What is expected:
Could you set down exactly the lines in the records below between the line holding "impl Display for" and the line holding "let digits = self.0.unsigned_abs().to_string();", inclusive?

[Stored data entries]

──────────

use std::env;

use log::*;
use sepay_engine::{events::EventProducers, OrderFlowApi, PaymentGatewayDatabase, SqliteDatabase};
use sqlx::{migrate::MigrateDatabase, Sqlite};

pub fn random_db_path() -> String {
    let dir = env::temp_dir();
    format!("sqlite://{}/sepay_test_store_{}.db", dir.display(), rand::random::<u64>())
}

/// Creates a fresh, migrated database at a random location.
pub async fn prepare_test_env() -> SqliteDatabase {
    dotenvy::from_filename(".env.test").ok();
    let _ = env_logger::try_init();
    let url = random_db_path();
    let db = SqliteDatabase::new_with_url(&url, 5).await.expect("Error creating test database");
    info!("🚀️ Test database created at {url}");
    db
}

pub async fn setup_api(producers: EventProducers) -> OrderFlowApi<SqliteDatabase> {
    let db = prepare_test_env().await;
    OrderFlowApi::new(db, producers)
}

pub async fn tear_down(mut api: OrderFlowApi<SqliteDatabase>) {
    if let Err(e) = api.db_mut().close().await {
        error!("🚀️ Failed to close database: {e}");
    }
    let url = api.db().url().to_string();
    if let Err(e) = Sqlite::drop_database(&url).await {
        warn!("🚀️ Could not remove test database {url}: {e}");
    }
}
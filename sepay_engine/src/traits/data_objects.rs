use serde::{Deserialize, Serialize};

use crate::db_types::{Order, OrderId, Transaction};

/// The outcome of matching an incoming bank transaction against the order book.
///
/// In every case, the transaction has been recorded.
#[derive(Debug, Clone, PartialEq, Eq, Serialize, Deserialize)]
#[serde(tag = "result", rename_all = "snake_case")]
pub enum ReconciliationResult {
    /// The transaction settled the order, which is now `Paid`.
    Paid { order: Order, transaction: Transaction },
    /// The transfer description did not contain an order reference.
    NoOrderReference { transaction: Transaction },
    /// The transfer quoted an order that does not exist, is already paid, or whose total does not match the amount
    /// transferred.
    OrderNotPayable { order_id: OrderId, transaction: Transaction },
}

impl ReconciliationResult {
    pub fn transaction(&self) -> &Transaction {
        match self {
            Self::Paid { transaction, .. } => transaction,
            Self::NoOrderReference { transaction } => transaction,
            Self::OrderNotPayable { transaction, .. } => transaction,
        }
    }

    pub fn paid_order(&self) -> Option<&Order> {
        match self {
            Self::Paid { order, .. } => Some(order),
            _ => None,
        }
    }
}
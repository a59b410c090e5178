//! # SQLite Database methods
//!
//! This module contains "low-level" SQLite database interactions.
//!
//! All these interaction are maintained by simple functions (rather than stateful structs) that accept a
//! `&mut SqliteConnection` argument. Callers can obtain a connection from a pool,
//! or create an atomic transaction as the need arises and call through to the functions without any other changes.
use std::{env, str::FromStr};

use log::info;
use sqlx::{
    sqlite::{SqliteConnectOptions, SqlitePoolOptions},
    Error as SqlxError,
    SqlitePool,
};

pub mod orders;
pub mod transactions;

const SQLITE_DB_URL: &str = "sqlite://data/sepay_store.db";

pub fn db_url() -> String {
    let result = env::var("SPG_DATABASE_URL").unwrap_or_else(|_| {
        info!("SPG_DATABASE_URL is not set. Using the default.");
        SQLITE_DB_URL.to_string()
    });
    info!("Using database URL: {result}");
    result
}

/// Creates a new connection pool. The database file is created if it does not exist yet.
pub async fn new_pool(url: &str, max_connections: u32) -> Result<SqlitePool, SqlxError> {
    let options = SqliteConnectOptions::from_str(url)?.create_if_missing(true).foreign_keys(true);
    let pool = SqlitePoolOptions::new().max_connections(max_connections).connect_with(options).await?;
    Ok(pool)
}
use std::{fmt::Display, str::FromStr};

use serde::{de, Deserialize, Deserializer, Serialize};
use sqlx::Type;
use thiserror::Error;

use crate::op;

//--------------------------------------        Vnd          ---------------------------------------------------------
/// An amount of Vietnamese dong. The dong has no minor unit in circulation, so amounts are whole numbers.
///
/// Incoming JSON is accepted as an integer, a float (rounded to the nearest dong) or a numeric string, since
/// browsers and the payment gateway are not consistent about which one they send.
#[derive(Debug, Clone, Copy, Default, Type, PartialEq, Eq, Ord, PartialOrd, Hash, Serialize)]
#[sqlx(transparent)]
pub struct Vnd(i64);

op!(binary Vnd, Add, add);
op!(binary Vnd, Sub, sub);
op!(inplace Vnd, AddAssign, add_assign);
op!(inplace Vnd, SubAssign, sub_assign);

#[derive(Debug, Clone, PartialEq, Eq, Error)]
#[error("Value cannot be represented in dong: {0}")]
pub struct VndConversionError(String);

impl From<i64> for Vnd {
    fn from(value: i64) -> Self {
        Self(value)
    }
}

impl TryFrom<u64> for Vnd {
    type Error = VndConversionError;

    fn try_from(value: u64) -> Result<Self, Self::Error> {
        i64::try_from(value).map(Self).map_err(|_| VndConversionError(format!("{value} is too large")))
    }
}

impl TryFrom<f64> for Vnd {
    type Error = VndConversionError;

    #[allow(clippy::cast_possible_truncation, clippy::cast_precision_loss)]
    fn try_from(value: f64) -> Result<Self, Self::Error> {
        if !value.is_finite() {
            return Err(VndConversionError(format!("{value} is not a finite number")));
        }
        let rounded = value.round();
        if rounded > i64::MAX as f64 || rounded < i64::MIN as f64 {
            return Err(VndConversionError(format!("{value} is out of range")));
        }
        Ok(Self(rounded as i64))
    }
}

impl FromStr for Vnd {
    type Err = VndConversionError;

    fn from_str(s: &str) -> Result<Self, Self::Err> {
        let s = s.trim();
        if let Ok(v) = s.parse::<i64>() {
            return Ok(Self(v));
        }
        s.parse::<f64>().map_err(|_| VndConversionError(format!("'{s}' is not a number"))).and_then(Self::try_from)
    }
}

impl<'de> Deserialize<'de> for Vnd {
    fn deserialize<D>(deserializer: D) -> Result<Self, D::Error>
    where D: Deserializer<'de> {
        #[derive(Deserialize)]
        #[serde(untagged)]
        enum Repr {
            Int(i64),
            Float(f64),
            Text(String),
        }
        match Repr::deserialize(deserializer)? {
            Repr::Int(v) => Ok(Self(v)),
            Repr::Float(v) => Self::try_from(v).map_err(de::Error::custom),
            Repr::Text(s) => s.parse().map_err(de::Error::custom),
        }
    }
}

/// vi-VN formatting, e.g. `3.000đ`
impl Display for Vnd {
    fn fmt(&self, f: &mut std::fmt::Formatter<'_>) -> std::fmt::Result {
        write!(f, "{}đ", self.format_grouped())
    }
}

impl Vnd {
    pub fn value(&self) -> i64 {
        self.0
    }

    pub fn is_positive(&self) -> bool {
        self.0 > 0
    }

    /// The amount with `.` as the thousands separator and no currency symbol.
    pub fn format_grouped(&self) -> String {
        let digits = self.0.unsigned_abs().to_string();
        let mut grouped = String::with_capacity(digits.len() + digits.len() / 3 + 1);
        if self.0 < 0 {
            grouped.push('-');
        }
        for (i, c) in digits.chars().enumerate() {
            if i > 0 && (digits.len() - i) % 3 == 0 {
                grouped.push('.');
            }
            grouped.push(c);
        }
        grouped
    }
}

──────────

Problem solution:
impl Display for Vnd {
    fn fmt(&self, f: &mut std::fmt::Formatter<'_>) -> std::fmt::Result {
        write!(f, "{}đ", self.format_grouped())
    }
}

impl Vnd {
    pub fn value(&self) -> i64 {
        self.0
    }

    pub fn is_positive(&self) -> bool {
        self.0 > 0
    }

    /// The amount with `.` as the thousands separator and no currency symbol.
    pub fn format_grouped(&self) -> String {
        let digits = self.0.unsigned_abs().to_string();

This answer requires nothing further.